Online Program

Return to main conference page

All Times EDT

Thursday, October 1
Thu, Oct 1, 10:00 AM - 12:00 PM
Virtual
Poster Session 1

Data Science Corps - Wrangle, Analyze, Visualize: Project VentureWell (309590)

Benjamin S. Baumer, Smith College 
Joyce Huang, Smith College 
Sunni Grace Raleigh, Smith College 
*Emma Semenuk Scott, Smith College 
Rachel Yan, Smith College 
Annabel Yim, Smith College 

Keywords: workforce development, community engagement, text analysis, experiential learning

Data Science Corps - Wrangle, Analyze, Visualize is a multi-institution, NSF-funded workforce development project that supports twenty-five students and five community partners per semester.
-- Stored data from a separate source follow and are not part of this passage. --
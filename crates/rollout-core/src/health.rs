//! Health evaluation against a baseline
//!
//! Every check runs independently; the verdict is the worst classification
//! across all checks and carries the list of checks that fired.
//!
//! | signal | CRITICAL | WARNING |
//! |---|---|---|
//! | latency | absolute increase > `hard_latency_delta` | increase > `soft_latency_fraction` of baseline |
//! | throughput | drop > `hard_throughput_drop` of baseline | drop > `soft_throughput_drop` of baseline |
//! | error rate | above `hard_error_ceiling` | above baseline + `soft_error_delta` |
//! | extensions | nonzero on a zero-tolerance signal | - |

use crate::error::ProbeError;
use crate::types::{Baseline, MetricSnapshot};
use chrono::{DateTime, Utc};
use serde::{Deserialize, Serialize};
use std::collections::BTreeSet;

/// Health classification, ordered by severity
#[derive(Debug, Clone, Copy, PartialEq, Eq, PartialOrd, Ord, Hash, Serialize, Deserialize)]
#[serde(rename_all = "SCREAMING_SNAKE_CASE")]
pub enum Verdict {
    /// All checks pass
    Ok,
    /// A soft threshold was exceeded
    Warning,
    /// A hard threshold was exceeded
    Critical,
}

impl std::fmt::Display for Verdict {
    fn fmt(&self, f: &mut std::fmt::Formatter<'_>) -> std::fmt::Result {
        let name = match self {
            Self::Ok => "OK",
            Self::Warning => "WARNING",
            Self::Critical => "CRITICAL",
        };
        f.write_str(name)
    }
}

/// Individual health check
#[derive(Debug, Clone, PartialEq, Eq, Hash, Serialize, Deserialize)]
#[serde(rename_all = "snake_case")]
pub enum Check {
    /// Latency versus baseline
    Latency,
    /// Throughput versus baseline
    Throughput,
    /// Error ratio
    ErrorRate,
    /// Named domain signal
    Extension(String),
    /// Telemetry could not be sampled
    Probe,
    /// Sample carried non-finite values
    Sanity,
}

/// One fired check
#[derive(Debug, Clone, PartialEq, Serialize, Deserialize)]
pub struct Trigger {
    /// Check that fired
    pub check: Check,
    /// Severity it fired at
    pub severity: Verdict,
    /// Current value
    pub observed: f64,
    /// Baseline value compared against
    pub baseline: f64,
    /// `observed - baseline`
    pub delta: f64,
    /// Description for operators
    pub detail: String,
}

/// Result of one health check cycle
#[derive(Debug, Clone, PartialEq, Serialize, Deserialize)]
pub struct HealthVerdict {
    /// Worst classification across checks
    pub verdict: Verdict,
    /// Every check that fired
    pub triggers: Vec<Trigger>,
    /// Time of the sample evaluated
    pub observed_at: DateTime<Utc>,
}

impl HealthVerdict {
    /// Clean verdict
    #[inline]
    #[must_use]
    pub fn ok(observed_at: DateTime<Utc>) -> Self {
        Self {
            verdict: Verdict::Ok,
            triggers: Vec::new(),
            observed_at,
        }
    }

    /// Fail-closed verdict for a tick without usable telemetry
    #[must_use]
    pub fn probe_failure(error: &ProbeError) -> Self {
        Self {
            verdict: Verdict::Critical,
            triggers: vec![Trigger {
                check: Check::Probe,
                severity: Verdict::Critical,
                observed: 0.0,
                baseline: 0.0,
                delta: 0.0,
                detail: error.to_string(),
            }],
            observed_at: Utc::now(),
        }
    }

    /// Build verdict from fired triggers
    #[must_use]
    pub fn from_triggers(triggers: Vec<Trigger>, observed_at: DateTime<Utc>) -> Self {
        let verdict = triggers
            .iter()
            .map(|t| t.severity)
            .max()
            .unwrap_or(Verdict::Ok);
        Self {
            verdict,
            triggers,
            observed_at,
        }
    }

    /// Whether a hard threshold fired
    #[inline]
    #[must_use]
    pub fn is_critical(&self) -> bool {
        self.verdict == Verdict::Critical
    }

    /// Fold another verdict into this one, keeping the worst classification
    #[must_use]
    pub fn merge(mut self, other: HealthVerdict) -> Self {
        self.verdict = self.verdict.max(other.verdict);
        self.observed_at = self.observed_at.max(other.observed_at);
        self.triggers.extend(other.triggers);
        self
    }

    /// One-line summary of fired checks
    #[must_use]
    pub fn summary(&self) -> String {
        if self.triggers.is_empty() {
            return self.verdict.to_string();
        }
        let details: Vec<&str> = self.triggers.iter().map(|t| t.detail.as_str()).collect();
        format!("{}: {}", self.verdict, details.join("; "))
    }
}

/// Threshold policy
#[derive(Debug, Clone, PartialEq, Serialize, Deserialize)]
#[serde(default)]
pub struct Thresholds {
    /// Absolute latency increase (ms) that is CRITICAL
    pub hard_latency_delta: f64,
    /// Relative latency increase that is WARNING
    pub soft_latency_fraction: f64,
    /// Relative throughput drop that is CRITICAL
    pub hard_throughput_drop: f64,
    /// Relative throughput drop that is WARNING
    pub soft_throughput_drop: f64,
    /// Absolute error ratio that is CRITICAL
    pub hard_error_ceiling: f64,
    /// Error ratio increase over baseline that is WARNING
    pub soft_error_delta: f64,
    /// Extension signals that must stay at zero
    pub zero_tolerance: BTreeSet<String>,
}

impl Default for Thresholds {
    fn default() -> Self {
        Self {
            hard_latency_delta: 50.0,
            soft_latency_fraction: 0.10,
            hard_throughput_drop: 0.20,
            soft_throughput_drop: 0.05,
            hard_error_ceiling: 0.05,
            soft_error_delta: 0.01,
            zero_tolerance: BTreeSet::new(),
        }
    }
}

impl Thresholds {
    /// Mark an extension signal zero-tolerance
    #[inline]
    #[must_use]
    pub fn with_zero_tolerance(mut self, signal: impl Into<String>) -> Self {
        self.zero_tolerance.insert(signal.into());
        self
    }

    /// Check internal consistency
    ///
    /// # Errors
    /// Returns a description of the first inconsistent value.
    pub fn validate(&self) -> Result<(), String> {
        let fractions = [
            ("soft_latency_fraction", self.soft_latency_fraction),
            ("hard_throughput_drop", self.hard_throughput_drop),
            ("soft_throughput_drop", self.soft_throughput_drop),
            ("hard_error_ceiling", self.hard_error_ceiling),
            ("soft_error_delta", self.soft_error_delta),
        ];
        for (name, value) in fractions {
            if !value.is_finite() || !(0.0..=1.0).contains(&value) {
                return Err(format!("{name} must be within 0..=1, got {value}"));
            }
        }
        if !self.hard_latency_delta.is_finite() || self.hard_latency_delta <= 0.0 {
            return Err(format!(
                "hard_latency_delta must be positive, got {}",
                self.hard_latency_delta
            ));
        }
        // Soft bounds must trip before hard ones
        if self.soft_throughput_drop >= self.hard_throughput_drop {
            return Err("soft_throughput_drop must be below hard_throughput_drop".to_string());
        }
        if self.soft_error_delta >= self.hard_error_ceiling {
            return Err("soft_error_delta must be below hard_error_ceiling".to_string());
        }
        Ok(())
    }
}

/// Stateless evaluator
#[derive(Debug, Clone, Copy, Default)]
pub struct HealthEvaluator;

impl HealthEvaluator {
    /// Classify `current` against `baseline`
    #[must_use]
    pub fn evaluate(
        current: &MetricSnapshot,
        baseline: &Baseline,
        thresholds: &Thresholds,
    ) -> HealthVerdict {
        let base = &baseline.snapshot;
        let mut triggers = Vec::new();

        let values = [current.latency_ms, current.throughput, current.error_rate];
        if values.iter().any(|v| !v.is_finite()) {
            triggers.push(Trigger {
                check: Check::Sanity,
                severity: Verdict::Critical,
                observed: 0.0,
                baseline: 0.0,
                delta: 0.0,
                detail: "sample contains non-finite values".to_string(),
            });
            return HealthVerdict::from_triggers(triggers, current.captured_at);
        }

        triggers.extend(check_latency(current, base, thresholds));
        triggers.extend(check_throughput(current, base, thresholds));
        triggers.extend(check_error_rate(current, base, thresholds));

        for signal in &thresholds.zero_tolerance {
            let observed = current.extensions.get(signal).copied().unwrap_or(0.0);
            if observed != 0.0 {
                let baseline_value = base.extensions.get(signal).copied().unwrap_or(0.0);
                triggers.push(Trigger {
                    check: Check::Extension(signal.clone()),
                    severity: Verdict::Critical,
                    observed,
                    baseline: baseline_value,
                    delta: observed - baseline_value,
                    detail: format!("{signal} is {observed}, zero tolerance"),
                });
            }
        }

        HealthVerdict::from_triggers(triggers, current.captured_at)
    }
}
Our team of five Smith College students is working with VentureWell, an innovation incubator. To maximize creativity, VentureWell’s E-Teams Grant Program accepts applications in an open-ended format. However, without consistency in structure or filetype, searching and analyzing proposals manually is inefficient. Our goal was to extract proposal text data, wrangle it into a data frame, and count keywords. Using the Scrum agile framework, we researched text extraction packages and outlined a workflow. We wrote a set of R functions that output a data frame of extracted text from a .pdf, .doc, or .docx file in a directory. A supplemental script counts the occurrence of keywords. Our final product provides a way to systematically extract, store, and analyze text data. Possible future work includes analyzing results to increase diversity in application selection and modifying the functions to preserve formatting and to return each keyword’s surrounding sentence.